→ WHAT YOU ARE ASKED TO DO: Each line from the start of the data below through the one containing "use tonic::service::Routes;" must be reproduced exactly.

→ DATA:
[Start of Attachment]

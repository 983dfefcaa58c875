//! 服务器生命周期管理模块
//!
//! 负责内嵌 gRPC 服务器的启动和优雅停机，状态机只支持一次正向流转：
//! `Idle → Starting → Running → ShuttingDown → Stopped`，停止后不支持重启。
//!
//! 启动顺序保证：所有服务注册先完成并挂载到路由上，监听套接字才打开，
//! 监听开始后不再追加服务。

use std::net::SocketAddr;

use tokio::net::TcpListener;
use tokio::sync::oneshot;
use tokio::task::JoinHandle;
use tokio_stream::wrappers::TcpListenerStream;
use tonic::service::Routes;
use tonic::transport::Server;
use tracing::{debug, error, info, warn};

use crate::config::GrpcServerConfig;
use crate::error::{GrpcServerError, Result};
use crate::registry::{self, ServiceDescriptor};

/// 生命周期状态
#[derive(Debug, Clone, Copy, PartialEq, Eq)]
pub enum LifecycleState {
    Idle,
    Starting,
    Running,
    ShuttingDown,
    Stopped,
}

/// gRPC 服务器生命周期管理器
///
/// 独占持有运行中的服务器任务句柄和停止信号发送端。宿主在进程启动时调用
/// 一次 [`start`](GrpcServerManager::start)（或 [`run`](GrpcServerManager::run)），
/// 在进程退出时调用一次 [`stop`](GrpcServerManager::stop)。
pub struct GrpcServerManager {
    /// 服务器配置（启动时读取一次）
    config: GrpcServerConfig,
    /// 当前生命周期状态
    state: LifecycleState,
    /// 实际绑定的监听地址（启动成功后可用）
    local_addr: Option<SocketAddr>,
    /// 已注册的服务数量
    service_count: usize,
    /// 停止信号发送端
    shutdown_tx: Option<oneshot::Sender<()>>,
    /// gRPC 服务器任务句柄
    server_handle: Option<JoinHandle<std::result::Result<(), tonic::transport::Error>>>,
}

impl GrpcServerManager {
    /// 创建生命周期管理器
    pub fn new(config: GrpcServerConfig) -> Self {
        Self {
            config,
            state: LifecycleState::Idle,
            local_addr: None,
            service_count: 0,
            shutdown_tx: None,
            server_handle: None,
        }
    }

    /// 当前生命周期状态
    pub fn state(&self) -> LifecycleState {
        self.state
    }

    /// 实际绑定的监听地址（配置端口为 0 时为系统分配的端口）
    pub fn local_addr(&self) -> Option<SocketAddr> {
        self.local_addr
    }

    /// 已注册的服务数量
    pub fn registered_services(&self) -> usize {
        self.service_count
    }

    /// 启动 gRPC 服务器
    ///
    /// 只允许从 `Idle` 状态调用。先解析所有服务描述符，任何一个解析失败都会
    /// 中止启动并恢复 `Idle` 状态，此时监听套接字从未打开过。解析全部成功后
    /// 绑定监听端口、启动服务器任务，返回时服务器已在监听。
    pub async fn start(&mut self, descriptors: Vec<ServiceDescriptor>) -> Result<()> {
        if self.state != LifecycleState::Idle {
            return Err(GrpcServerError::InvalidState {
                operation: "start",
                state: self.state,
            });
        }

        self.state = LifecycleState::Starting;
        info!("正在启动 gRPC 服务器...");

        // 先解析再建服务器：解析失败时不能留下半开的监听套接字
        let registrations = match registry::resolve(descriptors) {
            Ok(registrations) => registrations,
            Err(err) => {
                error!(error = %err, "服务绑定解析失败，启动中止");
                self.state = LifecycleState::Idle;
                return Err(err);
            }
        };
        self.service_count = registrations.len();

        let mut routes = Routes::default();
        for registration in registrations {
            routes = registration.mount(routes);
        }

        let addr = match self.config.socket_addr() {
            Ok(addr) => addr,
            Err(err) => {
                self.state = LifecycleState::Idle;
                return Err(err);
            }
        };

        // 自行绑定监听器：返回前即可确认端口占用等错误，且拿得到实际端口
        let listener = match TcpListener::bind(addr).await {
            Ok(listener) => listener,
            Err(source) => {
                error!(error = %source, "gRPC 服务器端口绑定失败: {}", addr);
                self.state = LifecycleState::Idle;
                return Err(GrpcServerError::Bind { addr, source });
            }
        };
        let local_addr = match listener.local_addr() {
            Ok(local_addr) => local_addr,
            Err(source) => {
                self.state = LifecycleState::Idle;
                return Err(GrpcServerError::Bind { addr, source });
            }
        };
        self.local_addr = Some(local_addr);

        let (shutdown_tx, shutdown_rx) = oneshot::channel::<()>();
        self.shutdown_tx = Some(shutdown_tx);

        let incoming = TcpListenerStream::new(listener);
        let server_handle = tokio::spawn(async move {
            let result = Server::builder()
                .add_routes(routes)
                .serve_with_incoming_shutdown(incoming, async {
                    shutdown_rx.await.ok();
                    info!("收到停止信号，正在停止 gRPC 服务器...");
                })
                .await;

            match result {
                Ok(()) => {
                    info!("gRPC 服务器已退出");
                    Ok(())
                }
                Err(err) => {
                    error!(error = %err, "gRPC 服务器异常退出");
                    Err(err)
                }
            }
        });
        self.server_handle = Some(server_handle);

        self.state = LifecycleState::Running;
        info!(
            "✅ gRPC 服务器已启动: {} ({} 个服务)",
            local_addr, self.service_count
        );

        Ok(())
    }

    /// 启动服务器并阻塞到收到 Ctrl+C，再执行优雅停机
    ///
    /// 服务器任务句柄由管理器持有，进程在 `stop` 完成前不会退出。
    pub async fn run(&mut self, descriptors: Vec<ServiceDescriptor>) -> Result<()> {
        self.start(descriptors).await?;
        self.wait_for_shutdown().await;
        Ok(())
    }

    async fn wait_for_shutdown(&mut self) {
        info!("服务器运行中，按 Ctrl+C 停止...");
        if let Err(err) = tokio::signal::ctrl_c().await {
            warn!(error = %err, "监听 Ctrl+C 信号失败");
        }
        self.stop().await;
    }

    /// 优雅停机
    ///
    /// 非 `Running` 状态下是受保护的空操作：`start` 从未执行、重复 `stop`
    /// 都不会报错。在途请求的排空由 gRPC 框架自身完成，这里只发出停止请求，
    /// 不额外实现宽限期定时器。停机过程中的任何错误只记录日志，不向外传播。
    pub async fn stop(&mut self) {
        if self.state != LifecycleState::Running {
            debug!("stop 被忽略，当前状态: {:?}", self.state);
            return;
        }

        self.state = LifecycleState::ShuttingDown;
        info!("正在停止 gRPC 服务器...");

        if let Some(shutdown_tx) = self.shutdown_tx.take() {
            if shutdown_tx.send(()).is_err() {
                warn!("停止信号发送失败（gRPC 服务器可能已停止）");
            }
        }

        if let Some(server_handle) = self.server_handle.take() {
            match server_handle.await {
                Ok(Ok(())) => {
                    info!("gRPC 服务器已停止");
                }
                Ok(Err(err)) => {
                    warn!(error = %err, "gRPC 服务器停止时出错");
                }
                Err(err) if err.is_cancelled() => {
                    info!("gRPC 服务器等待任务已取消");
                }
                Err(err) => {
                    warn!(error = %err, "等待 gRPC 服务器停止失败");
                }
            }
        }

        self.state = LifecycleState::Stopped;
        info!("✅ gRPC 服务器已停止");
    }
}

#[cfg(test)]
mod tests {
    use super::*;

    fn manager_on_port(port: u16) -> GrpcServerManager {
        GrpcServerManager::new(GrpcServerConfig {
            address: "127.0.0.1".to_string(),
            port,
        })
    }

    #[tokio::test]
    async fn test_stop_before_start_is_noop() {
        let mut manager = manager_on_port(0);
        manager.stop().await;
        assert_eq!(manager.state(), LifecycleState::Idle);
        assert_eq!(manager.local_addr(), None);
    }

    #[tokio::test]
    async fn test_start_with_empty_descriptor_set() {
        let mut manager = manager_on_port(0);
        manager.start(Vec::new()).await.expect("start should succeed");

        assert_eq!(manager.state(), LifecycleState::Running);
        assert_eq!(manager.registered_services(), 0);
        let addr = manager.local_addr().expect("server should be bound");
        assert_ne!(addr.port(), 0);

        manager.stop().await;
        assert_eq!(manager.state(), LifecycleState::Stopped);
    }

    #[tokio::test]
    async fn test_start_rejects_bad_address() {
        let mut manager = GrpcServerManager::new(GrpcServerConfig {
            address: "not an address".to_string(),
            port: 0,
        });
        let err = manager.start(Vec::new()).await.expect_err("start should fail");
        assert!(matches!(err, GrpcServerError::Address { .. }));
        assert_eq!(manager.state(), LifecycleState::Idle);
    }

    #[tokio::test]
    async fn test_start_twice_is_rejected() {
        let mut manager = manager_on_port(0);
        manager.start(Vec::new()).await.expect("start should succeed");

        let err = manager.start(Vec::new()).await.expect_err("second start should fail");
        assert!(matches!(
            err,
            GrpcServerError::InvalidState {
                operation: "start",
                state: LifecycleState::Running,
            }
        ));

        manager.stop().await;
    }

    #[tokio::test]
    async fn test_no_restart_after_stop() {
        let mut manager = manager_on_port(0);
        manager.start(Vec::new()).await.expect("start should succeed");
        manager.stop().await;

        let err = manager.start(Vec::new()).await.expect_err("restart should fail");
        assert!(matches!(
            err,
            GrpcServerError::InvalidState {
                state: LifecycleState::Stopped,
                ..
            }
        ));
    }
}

[End of Attachment]

→ EXERCISE RESPONSE:
repository 983dfefcaa58c875
//! 服务器生命周期管理模块
//!
//! 负责内嵌 gRPC 服务器的启动和优雅停机，状态机只支持一次正向流转：
//! `Idle → Starting → Running → ShuttingDown → Stopped`，停止后不支持重启。
//!
//! 启动顺序保证：所有服务注册先完成并挂载到路由上，监听套接字才打开，
//! 监听开始后不再追加服务。

use std::net::SocketAddr;

use tokio::net::TcpListener;
use tokio::sync::oneshot;
use tokio::task::JoinHandle;
use tokio_stream::wrappers::TcpListenerStream;
use tonic::service::Routes;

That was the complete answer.